··· DATA PROVIDED ···

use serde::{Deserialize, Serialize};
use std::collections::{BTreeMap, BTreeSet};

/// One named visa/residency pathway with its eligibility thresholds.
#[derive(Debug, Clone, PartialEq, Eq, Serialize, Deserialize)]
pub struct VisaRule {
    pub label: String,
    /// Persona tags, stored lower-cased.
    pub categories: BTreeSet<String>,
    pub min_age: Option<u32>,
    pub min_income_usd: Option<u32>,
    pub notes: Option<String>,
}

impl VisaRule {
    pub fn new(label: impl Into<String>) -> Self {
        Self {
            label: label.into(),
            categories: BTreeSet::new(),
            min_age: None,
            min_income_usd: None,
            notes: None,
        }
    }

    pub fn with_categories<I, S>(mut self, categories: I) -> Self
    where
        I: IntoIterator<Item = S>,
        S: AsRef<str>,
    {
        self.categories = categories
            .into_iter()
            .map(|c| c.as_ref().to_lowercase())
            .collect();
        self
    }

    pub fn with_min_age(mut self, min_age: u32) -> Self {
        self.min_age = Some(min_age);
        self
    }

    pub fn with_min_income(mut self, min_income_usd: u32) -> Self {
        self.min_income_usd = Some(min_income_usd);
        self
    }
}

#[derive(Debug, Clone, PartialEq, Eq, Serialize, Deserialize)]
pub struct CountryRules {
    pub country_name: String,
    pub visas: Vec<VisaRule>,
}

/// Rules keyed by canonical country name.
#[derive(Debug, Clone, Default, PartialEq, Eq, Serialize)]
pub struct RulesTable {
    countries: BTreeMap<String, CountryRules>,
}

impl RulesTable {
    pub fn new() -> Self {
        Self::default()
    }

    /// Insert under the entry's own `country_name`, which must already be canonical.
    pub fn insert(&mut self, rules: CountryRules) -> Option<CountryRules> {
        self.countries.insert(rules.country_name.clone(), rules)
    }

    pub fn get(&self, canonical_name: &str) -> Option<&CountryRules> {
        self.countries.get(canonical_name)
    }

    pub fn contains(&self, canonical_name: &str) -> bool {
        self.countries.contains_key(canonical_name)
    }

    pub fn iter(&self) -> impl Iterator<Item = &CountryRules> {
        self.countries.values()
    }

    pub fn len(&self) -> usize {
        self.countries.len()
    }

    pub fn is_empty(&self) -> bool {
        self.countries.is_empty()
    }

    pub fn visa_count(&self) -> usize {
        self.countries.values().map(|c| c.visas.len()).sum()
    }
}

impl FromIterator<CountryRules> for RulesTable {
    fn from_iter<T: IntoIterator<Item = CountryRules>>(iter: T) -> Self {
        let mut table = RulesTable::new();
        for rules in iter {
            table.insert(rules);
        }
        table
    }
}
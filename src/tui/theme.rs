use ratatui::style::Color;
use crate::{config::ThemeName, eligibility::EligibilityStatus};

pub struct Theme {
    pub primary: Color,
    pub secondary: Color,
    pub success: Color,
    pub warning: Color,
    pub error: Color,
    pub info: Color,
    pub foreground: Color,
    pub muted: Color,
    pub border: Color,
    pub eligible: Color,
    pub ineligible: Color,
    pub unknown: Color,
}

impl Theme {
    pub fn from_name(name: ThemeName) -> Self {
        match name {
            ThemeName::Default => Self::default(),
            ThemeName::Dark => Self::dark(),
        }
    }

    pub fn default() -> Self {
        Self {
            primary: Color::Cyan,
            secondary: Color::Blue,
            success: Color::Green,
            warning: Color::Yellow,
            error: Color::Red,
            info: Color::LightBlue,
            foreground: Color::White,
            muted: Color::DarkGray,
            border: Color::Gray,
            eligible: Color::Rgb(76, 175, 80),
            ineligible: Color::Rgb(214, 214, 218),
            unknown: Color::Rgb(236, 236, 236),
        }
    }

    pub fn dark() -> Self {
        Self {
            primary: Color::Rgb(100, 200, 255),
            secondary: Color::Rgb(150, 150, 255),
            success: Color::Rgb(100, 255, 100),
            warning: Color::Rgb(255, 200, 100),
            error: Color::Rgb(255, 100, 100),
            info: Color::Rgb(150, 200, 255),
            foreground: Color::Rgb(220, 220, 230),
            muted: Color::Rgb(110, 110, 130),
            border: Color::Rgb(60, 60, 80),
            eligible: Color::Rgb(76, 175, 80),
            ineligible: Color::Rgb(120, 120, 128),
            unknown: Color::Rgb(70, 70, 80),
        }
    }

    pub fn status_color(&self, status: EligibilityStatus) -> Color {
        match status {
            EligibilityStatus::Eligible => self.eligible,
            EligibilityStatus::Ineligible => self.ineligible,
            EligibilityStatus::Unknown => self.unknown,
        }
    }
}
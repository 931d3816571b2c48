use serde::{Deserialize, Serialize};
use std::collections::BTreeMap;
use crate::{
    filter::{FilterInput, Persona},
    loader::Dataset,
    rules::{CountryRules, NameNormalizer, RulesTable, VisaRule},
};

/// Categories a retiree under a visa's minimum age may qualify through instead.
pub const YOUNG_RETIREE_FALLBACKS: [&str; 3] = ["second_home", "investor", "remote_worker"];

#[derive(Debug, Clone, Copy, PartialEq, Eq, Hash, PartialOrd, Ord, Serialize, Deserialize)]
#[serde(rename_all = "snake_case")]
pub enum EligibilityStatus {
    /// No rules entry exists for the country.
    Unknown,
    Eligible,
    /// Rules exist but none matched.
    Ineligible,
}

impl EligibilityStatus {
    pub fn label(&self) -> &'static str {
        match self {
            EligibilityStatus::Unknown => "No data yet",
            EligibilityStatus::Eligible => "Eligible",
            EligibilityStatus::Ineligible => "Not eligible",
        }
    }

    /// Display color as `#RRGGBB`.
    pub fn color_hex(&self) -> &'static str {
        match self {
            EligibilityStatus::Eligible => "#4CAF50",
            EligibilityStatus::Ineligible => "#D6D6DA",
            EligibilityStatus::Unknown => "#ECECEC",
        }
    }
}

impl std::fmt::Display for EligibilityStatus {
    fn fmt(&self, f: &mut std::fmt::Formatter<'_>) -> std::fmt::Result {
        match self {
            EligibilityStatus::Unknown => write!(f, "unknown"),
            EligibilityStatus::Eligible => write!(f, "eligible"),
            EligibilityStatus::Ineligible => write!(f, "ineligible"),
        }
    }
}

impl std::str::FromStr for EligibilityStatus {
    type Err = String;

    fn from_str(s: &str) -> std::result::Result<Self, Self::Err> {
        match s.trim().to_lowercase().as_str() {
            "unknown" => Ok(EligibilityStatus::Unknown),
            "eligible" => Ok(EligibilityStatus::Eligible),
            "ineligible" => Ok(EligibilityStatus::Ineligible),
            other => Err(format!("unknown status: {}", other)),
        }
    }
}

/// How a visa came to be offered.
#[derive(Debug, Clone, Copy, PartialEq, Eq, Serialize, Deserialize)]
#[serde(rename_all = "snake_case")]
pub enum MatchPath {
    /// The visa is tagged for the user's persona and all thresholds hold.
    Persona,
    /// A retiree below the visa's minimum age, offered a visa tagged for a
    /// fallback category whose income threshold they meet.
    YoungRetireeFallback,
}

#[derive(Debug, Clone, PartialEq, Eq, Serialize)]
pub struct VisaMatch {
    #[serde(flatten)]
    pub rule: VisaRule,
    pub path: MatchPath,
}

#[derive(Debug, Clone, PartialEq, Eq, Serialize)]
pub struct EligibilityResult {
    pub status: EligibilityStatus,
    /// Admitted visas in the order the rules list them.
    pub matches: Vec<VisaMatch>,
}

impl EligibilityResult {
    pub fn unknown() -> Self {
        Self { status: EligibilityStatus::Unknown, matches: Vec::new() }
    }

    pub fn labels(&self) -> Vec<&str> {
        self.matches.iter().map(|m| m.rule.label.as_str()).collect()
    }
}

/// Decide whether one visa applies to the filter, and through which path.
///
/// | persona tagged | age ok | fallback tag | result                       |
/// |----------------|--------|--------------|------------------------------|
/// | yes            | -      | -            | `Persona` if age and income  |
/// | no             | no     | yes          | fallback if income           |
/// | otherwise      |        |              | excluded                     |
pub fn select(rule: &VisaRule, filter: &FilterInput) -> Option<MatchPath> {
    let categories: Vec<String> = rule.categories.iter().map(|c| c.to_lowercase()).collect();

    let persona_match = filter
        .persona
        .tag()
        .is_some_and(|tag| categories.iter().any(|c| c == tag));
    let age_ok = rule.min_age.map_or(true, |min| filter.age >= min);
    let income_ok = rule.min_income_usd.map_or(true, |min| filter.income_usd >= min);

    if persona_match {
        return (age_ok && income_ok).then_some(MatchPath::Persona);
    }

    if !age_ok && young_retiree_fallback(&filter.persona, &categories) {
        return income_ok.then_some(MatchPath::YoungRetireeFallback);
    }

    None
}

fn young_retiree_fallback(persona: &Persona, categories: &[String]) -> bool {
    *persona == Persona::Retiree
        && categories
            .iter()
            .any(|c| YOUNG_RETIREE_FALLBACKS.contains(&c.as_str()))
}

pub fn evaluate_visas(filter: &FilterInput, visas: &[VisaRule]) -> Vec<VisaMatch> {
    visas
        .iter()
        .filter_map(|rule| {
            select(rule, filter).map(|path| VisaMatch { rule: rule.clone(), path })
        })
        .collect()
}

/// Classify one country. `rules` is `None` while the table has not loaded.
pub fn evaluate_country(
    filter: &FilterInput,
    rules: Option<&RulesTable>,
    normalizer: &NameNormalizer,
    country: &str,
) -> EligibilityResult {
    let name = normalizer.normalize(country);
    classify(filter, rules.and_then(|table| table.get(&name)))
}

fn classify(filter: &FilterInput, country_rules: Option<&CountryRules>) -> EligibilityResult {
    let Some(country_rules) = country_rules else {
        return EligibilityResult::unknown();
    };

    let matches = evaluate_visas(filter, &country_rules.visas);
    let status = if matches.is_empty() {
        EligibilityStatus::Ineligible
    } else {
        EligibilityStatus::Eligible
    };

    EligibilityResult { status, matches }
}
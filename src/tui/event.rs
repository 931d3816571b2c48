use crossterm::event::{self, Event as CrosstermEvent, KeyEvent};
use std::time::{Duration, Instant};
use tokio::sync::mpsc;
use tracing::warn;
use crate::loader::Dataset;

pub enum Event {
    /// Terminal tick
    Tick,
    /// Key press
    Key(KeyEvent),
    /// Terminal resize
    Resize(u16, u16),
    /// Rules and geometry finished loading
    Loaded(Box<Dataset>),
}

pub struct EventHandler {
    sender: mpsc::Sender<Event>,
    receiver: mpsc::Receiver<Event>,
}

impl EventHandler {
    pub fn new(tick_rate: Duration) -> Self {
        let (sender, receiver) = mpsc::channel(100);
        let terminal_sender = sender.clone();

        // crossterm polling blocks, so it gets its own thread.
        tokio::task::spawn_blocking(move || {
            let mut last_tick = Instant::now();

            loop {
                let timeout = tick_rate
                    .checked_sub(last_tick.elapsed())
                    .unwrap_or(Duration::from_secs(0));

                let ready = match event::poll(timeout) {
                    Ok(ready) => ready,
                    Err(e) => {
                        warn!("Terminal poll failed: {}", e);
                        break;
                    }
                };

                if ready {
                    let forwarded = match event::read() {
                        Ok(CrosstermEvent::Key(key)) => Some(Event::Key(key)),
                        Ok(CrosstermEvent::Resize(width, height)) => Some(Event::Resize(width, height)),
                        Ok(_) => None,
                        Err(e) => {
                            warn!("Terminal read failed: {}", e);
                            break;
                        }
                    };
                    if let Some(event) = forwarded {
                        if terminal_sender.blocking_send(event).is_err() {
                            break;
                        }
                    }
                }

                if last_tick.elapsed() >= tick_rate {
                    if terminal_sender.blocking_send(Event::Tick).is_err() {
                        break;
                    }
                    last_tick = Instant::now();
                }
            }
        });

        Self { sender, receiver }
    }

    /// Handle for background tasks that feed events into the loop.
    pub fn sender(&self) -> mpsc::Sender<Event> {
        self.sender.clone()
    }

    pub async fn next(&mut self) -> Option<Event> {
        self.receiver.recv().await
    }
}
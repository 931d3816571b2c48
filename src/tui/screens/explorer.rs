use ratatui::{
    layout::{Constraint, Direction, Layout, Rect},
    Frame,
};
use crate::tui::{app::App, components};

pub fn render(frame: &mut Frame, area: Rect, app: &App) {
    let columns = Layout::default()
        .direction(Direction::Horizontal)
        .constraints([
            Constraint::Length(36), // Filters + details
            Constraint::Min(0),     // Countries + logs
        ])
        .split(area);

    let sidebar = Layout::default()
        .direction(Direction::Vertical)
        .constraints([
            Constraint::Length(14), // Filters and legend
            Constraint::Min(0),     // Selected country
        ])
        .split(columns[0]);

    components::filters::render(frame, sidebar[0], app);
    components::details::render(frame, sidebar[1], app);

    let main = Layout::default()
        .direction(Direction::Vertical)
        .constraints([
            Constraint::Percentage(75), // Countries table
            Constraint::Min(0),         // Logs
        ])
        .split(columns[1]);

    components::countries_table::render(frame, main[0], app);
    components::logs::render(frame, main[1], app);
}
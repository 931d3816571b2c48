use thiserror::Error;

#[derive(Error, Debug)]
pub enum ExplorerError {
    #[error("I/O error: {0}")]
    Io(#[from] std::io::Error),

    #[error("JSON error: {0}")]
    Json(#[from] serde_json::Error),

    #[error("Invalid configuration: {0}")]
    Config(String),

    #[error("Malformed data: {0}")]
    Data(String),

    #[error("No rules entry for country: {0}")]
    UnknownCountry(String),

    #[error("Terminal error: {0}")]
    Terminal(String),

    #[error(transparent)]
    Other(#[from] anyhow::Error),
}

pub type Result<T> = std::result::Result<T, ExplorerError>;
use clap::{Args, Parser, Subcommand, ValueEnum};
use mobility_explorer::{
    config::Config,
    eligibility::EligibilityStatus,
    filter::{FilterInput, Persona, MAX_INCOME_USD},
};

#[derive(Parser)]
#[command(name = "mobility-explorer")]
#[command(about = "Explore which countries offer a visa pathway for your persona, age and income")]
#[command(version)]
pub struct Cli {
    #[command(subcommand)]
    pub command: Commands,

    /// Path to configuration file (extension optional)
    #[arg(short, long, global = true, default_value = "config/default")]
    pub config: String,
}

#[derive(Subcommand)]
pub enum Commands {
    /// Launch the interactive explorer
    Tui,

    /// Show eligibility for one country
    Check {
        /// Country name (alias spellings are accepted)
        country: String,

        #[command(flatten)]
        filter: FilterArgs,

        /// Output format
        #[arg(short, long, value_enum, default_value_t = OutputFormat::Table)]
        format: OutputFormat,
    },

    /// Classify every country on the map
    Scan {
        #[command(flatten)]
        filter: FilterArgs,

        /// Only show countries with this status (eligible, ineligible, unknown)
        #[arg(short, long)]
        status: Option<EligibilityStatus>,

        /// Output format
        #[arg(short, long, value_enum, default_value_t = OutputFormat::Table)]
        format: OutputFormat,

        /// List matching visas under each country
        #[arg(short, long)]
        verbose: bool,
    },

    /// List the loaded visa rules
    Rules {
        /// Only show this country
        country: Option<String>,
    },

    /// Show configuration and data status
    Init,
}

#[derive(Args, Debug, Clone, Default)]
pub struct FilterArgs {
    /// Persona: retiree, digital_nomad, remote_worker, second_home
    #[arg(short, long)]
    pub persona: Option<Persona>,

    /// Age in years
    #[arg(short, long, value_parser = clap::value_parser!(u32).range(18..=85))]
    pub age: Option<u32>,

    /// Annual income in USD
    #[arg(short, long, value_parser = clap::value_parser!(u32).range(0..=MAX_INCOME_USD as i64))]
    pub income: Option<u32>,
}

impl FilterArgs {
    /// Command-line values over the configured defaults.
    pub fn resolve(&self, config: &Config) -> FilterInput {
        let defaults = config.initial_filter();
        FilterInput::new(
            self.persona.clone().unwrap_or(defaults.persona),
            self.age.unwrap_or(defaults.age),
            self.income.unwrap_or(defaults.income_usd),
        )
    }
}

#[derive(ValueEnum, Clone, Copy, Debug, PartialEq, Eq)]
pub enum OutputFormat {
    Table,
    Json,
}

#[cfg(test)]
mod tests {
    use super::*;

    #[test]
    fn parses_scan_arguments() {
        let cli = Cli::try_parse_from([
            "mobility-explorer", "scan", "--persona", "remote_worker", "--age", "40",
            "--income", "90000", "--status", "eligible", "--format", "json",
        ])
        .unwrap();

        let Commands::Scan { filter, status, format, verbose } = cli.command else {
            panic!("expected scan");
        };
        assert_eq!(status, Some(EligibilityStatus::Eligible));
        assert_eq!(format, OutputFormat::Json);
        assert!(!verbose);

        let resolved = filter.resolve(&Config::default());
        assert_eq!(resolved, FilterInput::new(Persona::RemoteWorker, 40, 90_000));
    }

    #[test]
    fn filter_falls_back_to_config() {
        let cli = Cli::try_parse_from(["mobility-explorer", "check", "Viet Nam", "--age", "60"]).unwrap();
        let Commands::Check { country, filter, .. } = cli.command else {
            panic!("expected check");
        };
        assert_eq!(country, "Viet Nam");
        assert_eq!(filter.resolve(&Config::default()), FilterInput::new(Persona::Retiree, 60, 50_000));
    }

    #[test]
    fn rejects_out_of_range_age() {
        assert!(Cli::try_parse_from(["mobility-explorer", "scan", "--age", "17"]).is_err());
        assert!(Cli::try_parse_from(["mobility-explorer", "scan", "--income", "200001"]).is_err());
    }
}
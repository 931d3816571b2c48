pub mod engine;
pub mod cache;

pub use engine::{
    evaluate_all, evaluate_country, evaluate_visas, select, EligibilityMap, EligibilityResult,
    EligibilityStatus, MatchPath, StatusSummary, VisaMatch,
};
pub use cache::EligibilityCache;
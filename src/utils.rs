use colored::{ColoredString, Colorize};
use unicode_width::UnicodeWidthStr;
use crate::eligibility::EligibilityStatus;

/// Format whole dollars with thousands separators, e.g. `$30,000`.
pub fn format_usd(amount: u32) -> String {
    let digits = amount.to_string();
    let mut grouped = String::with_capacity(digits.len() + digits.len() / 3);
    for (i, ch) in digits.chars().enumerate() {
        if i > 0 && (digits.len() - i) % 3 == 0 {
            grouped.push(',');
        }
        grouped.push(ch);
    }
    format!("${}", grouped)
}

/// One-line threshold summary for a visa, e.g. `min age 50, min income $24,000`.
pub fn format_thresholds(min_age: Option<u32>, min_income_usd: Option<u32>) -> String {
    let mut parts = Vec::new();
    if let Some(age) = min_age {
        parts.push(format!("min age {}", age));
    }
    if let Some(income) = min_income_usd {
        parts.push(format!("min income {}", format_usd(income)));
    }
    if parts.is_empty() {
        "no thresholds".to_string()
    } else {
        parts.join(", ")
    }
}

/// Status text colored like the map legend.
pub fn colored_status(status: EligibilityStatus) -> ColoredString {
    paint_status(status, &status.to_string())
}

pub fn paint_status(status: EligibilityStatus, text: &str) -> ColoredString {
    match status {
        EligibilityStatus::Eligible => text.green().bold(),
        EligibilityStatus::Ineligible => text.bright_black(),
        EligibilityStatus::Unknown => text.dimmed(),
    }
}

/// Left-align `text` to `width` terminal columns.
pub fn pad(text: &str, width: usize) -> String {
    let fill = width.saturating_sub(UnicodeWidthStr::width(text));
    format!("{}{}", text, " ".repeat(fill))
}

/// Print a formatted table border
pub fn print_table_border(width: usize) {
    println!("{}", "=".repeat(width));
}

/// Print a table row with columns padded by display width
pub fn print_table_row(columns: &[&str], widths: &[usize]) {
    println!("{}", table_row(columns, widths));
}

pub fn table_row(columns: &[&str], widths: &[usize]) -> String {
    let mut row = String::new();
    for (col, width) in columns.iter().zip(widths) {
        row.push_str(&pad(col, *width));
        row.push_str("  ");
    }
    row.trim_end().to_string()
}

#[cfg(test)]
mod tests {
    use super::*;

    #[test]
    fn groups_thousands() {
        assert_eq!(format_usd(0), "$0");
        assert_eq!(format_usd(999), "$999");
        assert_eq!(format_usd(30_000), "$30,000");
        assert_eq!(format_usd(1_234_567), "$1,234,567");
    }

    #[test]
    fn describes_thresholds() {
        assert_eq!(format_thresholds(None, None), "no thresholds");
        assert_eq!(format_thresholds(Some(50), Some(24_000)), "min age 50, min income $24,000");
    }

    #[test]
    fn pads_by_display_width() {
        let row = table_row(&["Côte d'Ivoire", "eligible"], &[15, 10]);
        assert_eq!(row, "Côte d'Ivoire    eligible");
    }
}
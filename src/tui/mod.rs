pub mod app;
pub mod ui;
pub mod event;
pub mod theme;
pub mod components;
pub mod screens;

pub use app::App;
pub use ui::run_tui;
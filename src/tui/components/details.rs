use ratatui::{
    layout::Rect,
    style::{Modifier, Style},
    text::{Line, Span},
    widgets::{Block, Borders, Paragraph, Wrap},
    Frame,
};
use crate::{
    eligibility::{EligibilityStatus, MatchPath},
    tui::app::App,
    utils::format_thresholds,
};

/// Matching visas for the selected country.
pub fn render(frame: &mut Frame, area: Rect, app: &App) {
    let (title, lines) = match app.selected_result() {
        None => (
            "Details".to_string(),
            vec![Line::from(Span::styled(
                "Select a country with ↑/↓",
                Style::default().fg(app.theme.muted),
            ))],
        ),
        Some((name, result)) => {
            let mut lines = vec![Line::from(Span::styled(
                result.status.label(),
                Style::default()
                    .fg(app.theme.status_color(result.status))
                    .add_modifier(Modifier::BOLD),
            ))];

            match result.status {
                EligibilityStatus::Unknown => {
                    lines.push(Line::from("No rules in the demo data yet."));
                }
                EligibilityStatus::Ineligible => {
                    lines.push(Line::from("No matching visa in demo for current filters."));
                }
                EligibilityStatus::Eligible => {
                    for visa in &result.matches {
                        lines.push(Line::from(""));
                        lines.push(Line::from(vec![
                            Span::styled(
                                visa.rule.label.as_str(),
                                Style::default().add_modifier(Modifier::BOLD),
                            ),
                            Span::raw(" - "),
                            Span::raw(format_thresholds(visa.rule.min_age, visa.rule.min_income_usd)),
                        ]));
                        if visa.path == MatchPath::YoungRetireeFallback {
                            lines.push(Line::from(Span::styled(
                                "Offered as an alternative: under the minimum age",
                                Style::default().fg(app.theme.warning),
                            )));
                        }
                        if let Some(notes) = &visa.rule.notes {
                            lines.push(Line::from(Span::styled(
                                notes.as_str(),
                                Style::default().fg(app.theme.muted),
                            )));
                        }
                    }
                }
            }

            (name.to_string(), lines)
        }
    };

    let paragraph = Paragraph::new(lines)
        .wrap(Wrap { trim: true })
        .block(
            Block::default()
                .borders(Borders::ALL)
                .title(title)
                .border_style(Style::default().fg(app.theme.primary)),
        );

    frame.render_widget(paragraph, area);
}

···

PROBLEM TO WORK ON: Copy out each line of the listing that contains the word "panic".

OUTPUT FOR THIS TASK:
            panic!("expected scan");
            panic!("expected check");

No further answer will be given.